*** Stored data Section Begins ***

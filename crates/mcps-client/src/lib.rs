//! MCPS Client - multi-server Model Context Protocol client
//!
//! This crate keeps sessions to any number of MCP servers and presents
//! their tools as one catalog.
//!
//! # Features
//!
//! - **Transports**: SSE and streamable HTTP via `rmcp`
//! - **Session Lifecycle**: `Connecting -> Connected | Failed -> Closed`
//! - **Tool Catalog**: merged, atomically refreshed tool-to-server map
//! - **Dispatch**: per-server timeouts, failures returned as data
//!
//! # Quick Start
//!
//! ```rust,no_run
//! use mcps_client::McpClient;
//! use mcps_core::{ConfigSource, ServerConfig, TransportKind};
//!
//! #[tokio::main]
//! async fn main() -> Result<(), Box<dyn std::error::Error>> {
//!     let mut client = McpClient::with_rmcp();
//!     client
//!         .add_server(
//!             "weather",
//!             ServerConfig::new("weather", "http://localhost:8001/mcp")
//!                 .with_transport(TransportKind::Http),
//!         )
//!         .await?;
//!
//!     for tool in client.all_tools() {
//!         println!("{} ({})", tool.name, tool.server);
//!     }
//!
//!     client.close().await;
//!     Ok(())
//! }
//! ```

mod catalog;
mod client;
mod dispatcher;
mod registry;
mod session;
mod transport;

#[cfg(any(test, feature = "test-util"))]
pub mod test_util;

pub use catalog::{CatalogSnapshot, RefreshReport, ToolCatalog, ToolCollision};
pub use client::{LoadReport, McpClient};
pub use dispatcher::ToolDispatcher;
pub use registry::{CloseReport, ConnectReport, ServerRegistry};
pub use session::{ServerSession, SessionState};
pub use transport::RmcpConnector;

// Re-export core types for convenience
pub use mcps_core::{
    ConfigSource, McpError, McpResult, ServerConfig, ServerSet, ToolCallResult, ToolDescriptor,
};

*** Stored data Section Ends ***

Every entry must be retyped in full, exactly as given.

filename crates/mcps-client/src/lib.rs
//! MCPS Client - multi-server Model Context Protocol client
//!
//! This crate keeps sessions to any number of MCP servers and presents
//! their tools as one catalog.
//!
//! # Features
//!
//! - **Transports**: SSE and streamable HTTP via `rmcp`
//! - **Session Lifecycle**: `Connecting -> Connected | Failed -> Closed`
//! - **Tool Catalog**: merged, atomically refreshed tool-to-server map
//! - **Dispatch**: per-server timeouts, failures returned as data
//!
//! # Quick Start
//!
//! ```rust,no_run
//! use mcps_client::McpClient;
//! use mcps_core::{ConfigSource, ServerConfig, TransportKind};
//!
//! #[tokio::main]
//! async fn main() -> Result<(), Box<dyn std::error::Error>> {
//!     let mut client = McpClient::with_rmcp();
//!     client
//!         .add_server(
//!             "weather",
//!             ServerConfig::new("weather", "http://localhost:8001/mcp")
//!                 .with_transport(TransportKind::Http),
//!         )
//!         .await?;
//!
//!     for tool in client.all_tools() {
//!         println!("{} ({})", tool.name, tool.server);
//!     }
//!
//!     client.close().await;
//!     Ok(())
//! }
//! ```

mod catalog;
mod client;
mod dispatcher;
mod registry;
mod session;
mod transport;

#[cfg(any(test, feature = "test-util"))]
pub mod test_util;

pub use catalog::{CatalogSnapshot, RefreshReport, ToolCatalog, ToolCollision};
pub use client::{LoadReport, McpClient};
pub use dispatcher::ToolDispatcher;
pub use registry::{CloseReport, ConnectReport, ServerRegistry};
pub use session::{ServerSession, SessionState};
pub use transport::RmcpConnector;

// Re-export core types for convenience
pub use mcps_core::{
    ConfigSource, McpError, McpResult, ServerConfig, ServerSet, ToolCallResult, ToolDescriptor,
};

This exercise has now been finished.